[issue33098] add implicit conversion for random.choice() on a dict

2018-03-19 Thread Aristide Grange 

Aristide Grange  added the comment:

My bad... For my reference to Python 2, I relied on my memory only, which 
starts to vanish. Really sorry about that. Yes, `random.choice(d)` (mostly) 
fails in Python 2 too, with an error message that I better understand after 
reading your explanation.

So, in Python 2/3, when `random.choice()` is applied to a dictionary, it draws 
a random integer i in [0, len(d)[ and tries to return the _value_ `d[i]`. It's 
quite unexpected, for me at last. According to the doc:

random.choice(seq)
Return a random element from the non-empty sequence seq. If seq is empty, 
raises IndexError.

In Python 3, evaluating `choice(d.keys())` raises "TypeError: 'dict_keys' 
object does not support indexing". Shouldn't `choice(d)` _always_ fail with the 
same error message?
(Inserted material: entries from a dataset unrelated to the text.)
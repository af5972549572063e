use std::time::Duration;

/// Podlog error types
#[derive(Debug, thiserror::Error)]
pub enum PodlogError {
    #[error("pod discovery failed: {0}")]
    DiscoveryFailed(String),

    #[error("log retrieval failed for {pod}: {reason}")]
    RetrievalFailed { pod: String, reason: String },

    #[error("log retrieval for {pod} timed out after {}s", timeout.as_secs())]
    RetrievalTimeout { pod: String, timeout: Duration },

    #[error("a lower time bound is required for request parsing")]
    MissingTimeBound,

    #[error("analysis cancelled")]
    Cancelled,

    #[error("invalid pod listing: {0}")]
    InvalidListing(String),

    #[error(transparent)]
    Io(#[from] std::io::Error),
}

impl PodlogError {
    /// True for failures that only affect a single pod and must not abort a run.
    pub fn is_per_pod(&self) -> bool {
        matches!(
            self,
            Self::RetrievalFailed { .. } | Self::RetrievalTimeout { .. } | Self::MissingTimeBound
        )
    }
}
use std::path::{Path, PathBuf};
use std::time::Duration;

use serde::Deserialize;
use thiserror::Error;

// ---------------------------------------------------------------------------
// Errors
// ---------------------------------------------------------------------------

#[derive(Debug, Error)]
pub enum ConfigError {
    #[error("failed to read config file: {0}")]
    Io(#[from] std::io::Error),

    #[error("failed to parse TOML: {0}")]
    Parse(#[from] toml::de::Error),

    #[error("validation error: {0}")]
    Validation(String),
}

pub type Result<T> = std::result::Result<T, ConfigError>;

// ---------------------------------------------------------------------------
// TOML data model
// ---------------------------------------------------------------------------

/// Top-level TOML config file (`podlog.toml`).
#[derive(Debug, Clone, Deserialize)]
pub struct PodlogConfig {
    /// Namespace whose pods are analyzed.
    #[serde(default = "default_namespace")]
    pub namespace: String,
    #[serde(default)]
    pub pods: PodPatterns,
    #[serde(default)]
    pub errors: ErrorConfig,
    #[serde(default)]
    pub requests: RequestConfig,
    #[serde(default)]
    pub retrieval: RetrievalConfig,
}

impl Default for PodlogConfig {
    fn default() -> Self {
        Self {
            namespace: default_namespace(),
            pods: PodPatterns::default(),
            errors: ErrorConfig::default(),
            requests: RequestConfig::default(),
            retrieval: RetrievalConfig::default(),
        }
    }
}

/// Pod-name pattern tables used for classification.
#[derive(Debug, Clone, Deserialize)]
pub struct PodPatterns {
    /// Ordered service-name fragments; the first fragment contained in a pod
    /// name wins. The service label is the fragment up to its first dash.
    #[serde(default = "default_service_fragments")]
    pub service_fragments: Vec<String>,
    /// Prefixes identifying test-runner pods.
    #[serde(default = "default_test_prefixes")]
    pub test_prefixes: Vec<String>,
    /// Service label for test pods whose name has no second segment.
    #[serde(default = "default_test_fallback_service")]
    pub test_fallback_service: String,
    /// Fragments identifying API pods for request analysis.
    #[serde(default = "default_api_fragments")]
    pub api_fragments: Vec<String>,
}

impl Default for PodPatterns {
    fn default() -> Self {
        Self {
            service_fragments: default_service_fragments(),
            test_prefixes: default_test_prefixes(),
            test_fallback_service: default_test_fallback_service(),
            api_fragments: default_api_fragments(),
        }
    }
}

/// Error extraction and deduplication settings.
#[derive(Debug, Clone, Deserialize)]
pub struct ErrorConfig {
    /// Minimum similarity (0-100) for two blocks to share a group.
    #[serde(default = "default_similarity_threshold")]
    pub similarity_threshold: f64,
    /// Context lines captured before each block (0 disables).
    #[serde(default = "default_context_lines")]
    pub context_lines_before: usize,
    /// Context lines captured after each block (0 disables).
    #[serde(default = "default_context_lines")]
    pub context_lines_after: usize,
    /// Hard cap on lines consumed by a traceback block.
    #[serde(default = "default_traceback_max_lines")]
    pub traceback_max_lines: usize,
    /// Hard cap on lines in a standalone error block.
    #[serde(default = "default_standalone_max_lines")]
    pub standalone_max_lines: usize,
    /// Standalone blocks with text this short or shorter are dropped.
    #[serde(default = "default_min_block_chars")]
    pub min_block_chars: usize,
    /// How many leading characters of a line the keyword scan looks at.
    #[serde(default = "default_keyword_prefix_chars")]
    pub keyword_prefix_chars: usize,
    /// Replaces the built-in error keyword list when set.
    #[serde(default)]
    pub keywords: Option<Vec<String>>,
}

impl Default for ErrorConfig {
    fn default() -> Self {
        Self {
            similarity_threshold: default_similarity_threshold(),
            context_lines_before: default_context_lines(),
            context_lines_after: default_context_lines(),
            traceback_max_lines: default_traceback_max_lines(),
            standalone_max_lines: default_standalone_max_lines(),
            min_block_chars: default_min_block_chars(),
            keyword_prefix_chars: default_keyword_prefix_chars(),
            keywords: None,
        }
    }
}

/// Request log parsing settings.
#[derive(Debug, Clone, Deserialize)]
pub struct RequestConfig {
    /// Requests whose endpoint contains any of these paths are dropped.
    #[serde(default = "default_health_check_paths")]
    pub health_check_paths: Vec<String>,
}

impl Default for RequestConfig {
    fn default() -> Self {
        Self {
            health_check_paths: default_health_check_paths(),
        }
    }
}

/// Cluster access settings.
#[derive(Debug, Clone, Deserialize)]
pub struct RetrievalConfig {
    /// Cluster CLI binary (`oc` or `kubectl`).
    #[serde(default = "default_cli")]
    pub cli: String,
    /// Per-pod log fetch timeout in seconds.
    #[serde(default = "default_fetch_timeout")]
    pub fetch_timeout_secs: u64,
    /// Pod listing timeout in seconds.
    #[serde(default = "default_list_timeout")]
    pub list_timeout_secs: u64,
    /// Upper bound on concurrent per-pod fetches.
    #[serde(default = "default_max_concurrent_fetches")]
    pub max_concurrent_fetches: usize,
}

impl RetrievalConfig {
    pub fn fetch_timeout(&self) -> Duration {
        Duration::from_secs(self.fetch_timeout_secs)
    }

    pub fn list_timeout(&self) -> Duration {
        Duration::from_secs(self.list_timeout_secs)
    }
}

impl Default for RetrievalConfig {
    fn default() -> Self {
        Self {
            cli: default_cli(),
            fetch_timeout_secs: default_fetch_timeout(),
            list_timeout_secs: default_list_timeout(),
            max_concurrent_fetches: default_max_concurrent_fetches(),
        }
    }
}

// ---------------------------------------------------------------------------
// Serde defaults
// ---------------------------------------------------------------------------

fn default_namespace() -> String {
    "openstack".into()
}
fn default_service_fragments() -> Vec<String> {
    [
        "octavia-api",
        "octavia-worker",
        "octavia-housekeeping",
        "octavia-health-manager",
        "designate-api",
        "designate-central",
        "designate-worker",
        "designate-producer",
        "designate-mdns",
        "designate-sink",
        "neutron-api",
        "neutron-dhcp-agent",
        "neutron-l3-agent",
        "neutron-metadata-agent",
        "neutron-ovn-metadata-agent",
        "neutron-sriov-agent",
        "nova-api",
        "nova-conductor",
        "nova-scheduler",
        "nova-compute",
        "cinder-api",
        "cinder-scheduler",
        "cinder-volume",
        "cinder-backup",
        "glance-api",
        "keystone-api",
        "placement-api",
        "heat-api",
        "heat-engine",
        "manila-api",
        "manila-scheduler",
        "manila-share",
        "barbican-api",
        "barbican-worker",
        "horizon",
    ]
    .into_iter()
    .map(String::from)
    .collect()
}
fn default_test_prefixes() -> Vec<String> {
    vec!["tempest-".into()]
}
fn default_test_fallback_service() -> String {
    "tempest".into()
}
fn default_api_fragments() -> Vec<String> {
    [
        "octavia-api",
        "designate-api",
        "neutron-api",
        "nova-api",
        "cinder-api",
        "glance-api",
        "keystone-api",
    ]
    .into_iter()
    .map(String::from)
    .collect()
}
fn default_similarity_threshold() -> f64 {
    85.0
}
fn default_context_lines() -> usize {
    5
}
fn default_traceback_max_lines() -> usize {
    200
}
fn default_standalone_max_lines() -> usize {
    50
}
fn default_min_block_chars() -> usize {
    20
}
fn default_keyword_prefix_chars() -> usize {
    50
}
fn default_health_check_paths() -> Vec<String> {
    vec!["/healthcheck".into()]
}
fn default_cli() -> String {
    "oc".into()
}
fn default_fetch_timeout() -> u64 {
    60
}
fn default_list_timeout() -> u64 {
    30
}
fn default_max_concurrent_fetches() -> usize {
    16
}

// ---------------------------------------------------------------------------
// Public API
// ---------------------------------------------------------------------------

/// Load and parse a TOML config file.
pub fn load(path: &Path) -> Result<PodlogConfig> {
    let content = std::fs::read_to_string(path)?;
    parse(&content)
}

/// Load `path` if given, else the default location if it exists, else the
/// built-in defaults.
pub fn load_or_default(path: Option<&Path>) -> Result<PodlogConfig> {
    if let Some(path) = path {
        return load(path);
    }
    match default_config_path() {
        Some(p) if p.exists() => load(&p),
        _ => Ok(PodlogConfig::default()),
    }
}

/// Default config location: ~/.podlog/podlog.toml
pub fn default_config_path() -> Option<PathBuf> {
    dirs::home_dir().map(|home| home.join(".podlog").join("podlog.toml"))
}

/// Parse TOML string into a PodlogConfig.
pub fn parse(toml_str: &str) -> Result<PodlogConfig> {
    let config: PodlogConfig = toml::from_str(toml_str)?;
    validate(&config)?;
    Ok(config)
}

// ---------------------------------------------------------------------------
// Validation
// ---------------------------------------------------------------------------

pub fn validate(config: &PodlogConfig) -> Result<()> {
    if config.namespace.trim().is_empty() {
        return Err(ConfigError::Validation(
            "namespace must not be empty".into(),
        ));
    }

    if config.pods.service_fragments.is_empty() && config.pods.test_prefixes.is_empty() {
        return Err(ConfigError::Validation(
            "pods: at least one service fragment or test prefix is required".into(),
        ));
    }
    if let Some(empty) = config
        .pods
        .service_fragments
        .iter()
        .chain(&config.pods.test_prefixes)
        .chain(&config.pods.api_fragments)
        .find(|f| f.is_empty())
    {
        return Err(ConfigError::Validation(format!(
            "pods: pattern entries must not be empty (got '{empty}')"
        )));
    }

    let errors = &config.errors;
    if !(0.0..=100.0).contains(&errors.similarity_threshold) {
        return Err(ConfigError::Validation(format!(
            "errors: similarity_threshold must be within 0-100, got {}",
            errors.similarity_threshold
        )));
    }
    if errors.traceback_max_lines == 0 || errors.standalone_max_lines == 0 {
        return Err(ConfigError::Validation(
            "errors: line caps must be >= 1".into(),
        ));
    }
    if errors.keyword_prefix_chars == 0 {
        return Err(ConfigError::Validation(
            "errors: keyword_prefix_chars must be >= 1".into(),
        ));
    }
    if let Some(ref keywords) = errors.keywords {
        if keywords.is_empty() || keywords.iter().any(|k| k.trim().is_empty()) {
            return Err(ConfigError::Validation(
                "errors: keywords must be a non-empty list of non-empty strings".into(),
            ));
        }
    }

    let retrieval = &config.retrieval;
    if retrieval.cli.trim().is_empty() {
        return Err(ConfigError::Validation(
            "retrieval: cli must not be empty".into(),
        ));
    }
    if retrieval.fetch_timeout_secs == 0 || retrieval.list_timeout_secs == 0 {
        return Err(ConfigError::Validation(
            "retrieval: timeouts must be >= 1 second".into(),
        ));
    }
    if retrieval.max_concurrent_fetches == 0 {
        return Err(ConfigError::Validation(
            "retrieval: max_concurrent_fetches must be >= 1".into(),
        ));
    }

    Ok(())
}

// ---------------------------------------------------------------------------
// Tests
// ---------------------------------------------------------------------------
I am not sure to see any legitimate use for the current 
behavior.

With regard to the repeated refusal to hide the fact that `choice`-ing among 
the keys of a dictionary is a linear operation, I can understand this decision. 
The general interest does not necessary align with that of an algorithmic 
teacher which only uses Python as a support language for introducing students 
to basic / transversal datatypes such as lists, arrays, dictionaries, sets, and 
prefers to avoid speaking of `dict_keys` and other Python's niceties...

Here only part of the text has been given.